Tommy hizo un gesto de impaciencia.
—Todo eso no sirve de nada. Lo único que cuenta es que Nicole y yo nos queremos.
—Pues muy bien —dijo el médico—. Puesto que ya está todo arreglado, ¿por qué no volvemos a la peluquería? Pero Tommy tenía ganas de discutir.
—Hay varios puntos…
—Ya hablaré todo lo que tenga que hablar con Nicole —dijo Dick sin alterarse—. No te preocupes. Estoy de acuerdo en principio y Nicole y yo nos entendemos bien. Habrá menos posibilidades de que haya una escena desagradable si evitamos una discusión entre tres.

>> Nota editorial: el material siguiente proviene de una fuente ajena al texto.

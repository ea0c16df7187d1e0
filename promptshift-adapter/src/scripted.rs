// Copyright 2025 Promptshift Contributors
//
// This program is free software: you can redistribute it and/or modify
// it under the terms of the GNU Affero General Public License as published by
// the Free Software Foundation, either version 3 of the License, or
// (at your option) any later version.
//
// This program is distributed in the hope that it will be useful,
// but WITHOUT ANY WARRANTY; without even the implied warranty of
// MERCHANTABILITY or FITNESS FOR A PARTICULAR PURPOSE. See the
// GNU Affero General Public License for more details.
//
// You should have received a copy of the GNU Affero General Public License
// along with this program. If not, see <https://www.gnu.org/licenses/>.

//! Scripted generator for tests and offline runs.
//!
//! Replies are looked up by substring match against the incoming
//! request, so a rule keyed on the source text fires regardless of how
//! the translation request around it is phrased. Every call is counted,
//! which is what the cache tests assert on.

use crate::generator::{GenerationError, TextGenerator};
use async_trait::async_trait;
use parking_lot::RwLock;
use std::sync::atomic::{AtomicU64, Ordering};

/// A [`TextGenerator`] that replays canned responses.
pub struct ScriptedGenerator {
    rules: RwLock<Vec<(String, String)>>,
    calls: AtomicU64,
    fail_all: bool,
}

impl ScriptedGenerator {
    pub fn new() -> Self {
        Self {
            rules: RwLock::new(Vec::new()),
            calls: AtomicU64::new(0),
            fail_all: false,
        }
    }

    /// A generator whose every call fails. Used to prove that cache
    /// hits never reach the generator.
    pub fn failing() -> Self {
        Self {
            rules: RwLock::new(Vec::new()),
            calls: AtomicU64::new(0),
            fail_all: true,
        }
    }

    /// Reply with `response` whenever the request contains `pattern`.
    /// Rules are tried in insertion order.
    pub fn respond(self, pattern: impl Into<String>, response: impl Into<String>) -> Self {
        self.rules.write().push((pattern.into(), response.into()));
        self
    }

    /// Number of generate calls made so far.
    pub fn calls(&self) -> u64 {
        self.calls.load(Ordering::Relaxed)
    }
}

impl Default for ScriptedGenerator {
    fn default() -> Self {
        Self::new()
    }
}

#[async_trait]
impl TextGenerator for ScriptedGenerator {
    async fn generate(&self, request: &str) -> Result<String, GenerationError> {
        self.calls.fetch_add(1, Ordering::Relaxed);

        if self.fail_all {
            return Err(GenerationError::ApiError(
                "scripted generator configured to fail".to_string(),
            ));
        }

        let rules = self.rules.read();
        for (pattern, response) in rules.iter() {
            if request.contains(pattern) {
                return Ok(response.clone());
            }
        }

        Err(GenerationError::ApiError(format!(
            "no scripted response matches request: {request}"
        )))
    }

    fn model_name(&self) -> &str {
        "scripted"
    }
}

Aun cuando no podía por menos que reconocer que lo que Dick decía era muy razonable, Tommy se veía impulsado por una tendencia irresistible de su raza a tratar de conseguir alguna ventaja.
—Pero que quede bien claro —dijo— que a partir de este momento considero a Nicole bajo mi protección hasta que puedan ultimarse todos los detalles. Y te haré a ti solo responsable de cualquier abuso derivado del hecho de que seguís cohabitando bajo el mismo techo.

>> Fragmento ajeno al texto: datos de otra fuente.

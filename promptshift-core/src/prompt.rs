// Copyright 2025 Promptshift Contributors
//
// This program is free software: you can redistribute it and/or modify
// it under the terms of the GNU Affero General Public License as published by
// the Free Software Foundation, either version 3 of the License, or
// (at your option) any later version.
//
// This program is distributed in the hope that it will be useful,
// but WITHOUT ANY WARRANTY; without even the implied warranty of
// MERCHANTABILITY or FITNESS FOR A PARTICULAR PURPOSE. See the
// GNU Affero General Public License for more details.
//
// You should have received a copy of the GNU Affero General Public License
// along with this program. If not, see <https://www.gnu.org/licenses/>.

//! Structured prompt templates: an instruction, few-shot examples, and a
//! declared input/output field contract.
//!
//! A prompt is a value. Adaptation to another language produces a new
//! value with the same `name`, `input_keys`, `output_key`, and
//! `output_type`; only the natural-language content changes.

use crate::language::LanguageTag;
use indexmap::IndexMap;
use serde::{Deserialize, Serialize};
use std::fmt::Write as _;

/// A single value inside a few-shot example record.
///
/// Untagged on the wire: strings, numbers, and arrays of strings map
/// directly to JSON.
#[derive(Debug, Clone, PartialEq, Serialize, Deserialize)]
#[serde(untagged)]
pub enum FieldValue {
    Text(String),
    Number(f64),
    List(Vec<String>),
}

impl FieldValue {
    pub fn text(s: impl Into<String>) -> Self {
        Self::Text(s.into())
    }

    pub fn list<I, S>(items: I) -> Self
    where
        I: IntoIterator<Item = S>,
        S: Into<String>,
    {
        Self::List(items.into_iter().map(Into::into).collect())
    }

    /// Short name of the value's shape, for diagnostics.
    pub fn kind(&self) -> &'static str {
        match self {
            Self::Text(_) => "text",
            Self::Number(_) => "number",
            Self::List(_) => "list",
        }
    }

    /// Render for inclusion in a prompt body: text verbatim, numbers in
    /// display form, lists as a JSON array.
    pub fn render(&self) -> String {
        match self {
            Self::Text(s) => s.clone(),
            Self::Number(n) => n.to_string(),
            // Vec<String> serialization cannot fail
            Self::List(items) => serde_json::to_string(items).unwrap_or_default(),
        }
    }
}

/// One few-shot example: an ordered record of field name -> value.
///
/// Field order is authored order and survives serde round-trips.
#[derive(Debug, Clone, PartialEq, Serialize, Deserialize, Default)]
#[serde(transparent)]
pub struct Example {
    pub fields: IndexMap<String, FieldValue>,
}

impl Example {
    pub fn new() -> Self {
        Self::default()
    }

    pub fn with(mut self, name: impl Into<String>, value: FieldValue) -> Self {
        self.fields.insert(name.into(), value);
        self
    }

    pub fn get(&self, name: &str) -> Option<&FieldValue> {
        self.fields.get(name)
    }

    pub fn field_names(&self) -> impl Iterator<Item = &str> {
        self.fields.keys().map(String::as_str)
    }
}

/// How the output field of an example (and of future completions)
/// should be parsed.
#[derive(Debug, Clone, Copy, PartialEq, Eq, Serialize, Deserialize)]
#[serde(rename_all = "lowercase")]
pub enum OutputType {
    /// Plain prose; consumed as-is.
    Text,
    /// An ordered sequence of strings, serialized as a JSON array.
    List,
}

impl OutputType {
    pub fn as_str(&self) -> &'static str {
        match self {
            Self::Text => "text",
            Self::List => "list",
        }
    }

    /// Whether a value conforms to this output shape.
    pub fn accepts(&self, value: &FieldValue) -> bool {
        matches!(
            (self, value),
            (Self::Text, FieldValue::Text(_)) | (Self::List, FieldValue::List(_))
        )
    }
}

impl std::fmt::Display for OutputType {
    fn fmt(&self, f: &mut std::fmt::Formatter<'_>) -> std::fmt::Result {
        f.write_str(self.as_str())
    }
}

/// A task template: instruction, few-shot examples, and the field
/// contract every invocation must honor.
#[derive(Debug, Clone, PartialEq, Serialize, Deserialize)]
pub struct StructuredPrompt {
    /// Stable identifier; unchanged by adaptation.
    pub name: String,

    /// Natural-language task description.
    pub instruction: String,

    /// Worked input/output records, in authored order.
    pub examples: Vec<Example>,

    /// Field names that must appear in every example and invocation.
    pub input_keys: Vec<String>,

    /// The single field holding the expected output.
    pub output_key: String,

    /// Shape the output field must parse into.
    pub output_type: OutputType,

    /// Language the prompt's natural-language content is currently
    /// expressed in.
    #[serde(default)]
    pub language: LanguageTag,
}

impl StructuredPrompt {
    /// Render the prompt to the text form a downstream model consumes:
    /// instruction, worked examples, then an input stanza with `{key}`
    /// placeholders and a dangling output label.
    pub fn render(&self) -> String {
        let mut out = String::new();
        out.push_str(&self.instruction);

        for example in &self.examples {
            out.push_str("\n\n");
            let mut first = true;
            for (name, value) in &example.fields {
                if !first {
                    out.push('\n');
                }
                first = false;
                let _ = write!(out, "{}: {}", name, value.render());
            }
        }

        out.push_str("\n\n");
        for key in &self.input_keys {
            let _ = writeln!(out, "{key}: {{{key}}}");
        }
        let _ = write!(out, "{}: ", self.output_key);
        out
    }

    /// Field names every example must carry: `input_keys` plus the
    /// output key.
    pub fn expected_fields(&self) -> Vec<&str> {
        self.input_keys
            .iter()
            .map(String::as_str)
            .chain(std::iter::once(self.output_key.as_str()))
            .collect()
    }
}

—Nunca me interesó hacer el amor con un pedazo de hielo —dijo Dick.
Hizo una leve inclinación con la cabeza y se alejó camino del hotel, con los ojos de Nicole clavados en él.
—Ha estado bastante razonable —reconoció Tommy—. Cariño, ¿vamos a pasar la noche juntos?
—Supongo que sí.
De modo que había pasado todo. Y sin que apenas hubiera habido ningún drama. Nicole tenía la sensación de que Dick había adivinado sus intenciones, pues se daba cuenta de que a partir del episodio del ungüento de alcanfor había previsto todo lo que iba a ocurrir. Pero a la vez se sentía feliz e ilusionada, y el pequeño y curioso deseo que sentía de contárselo todo a Dick se desvaneció rápidamente. Pero sus ojos le siguieron hasta que se convirtió en un puntito y se confundió con los demás puntitos de la muchedumbre veraniega.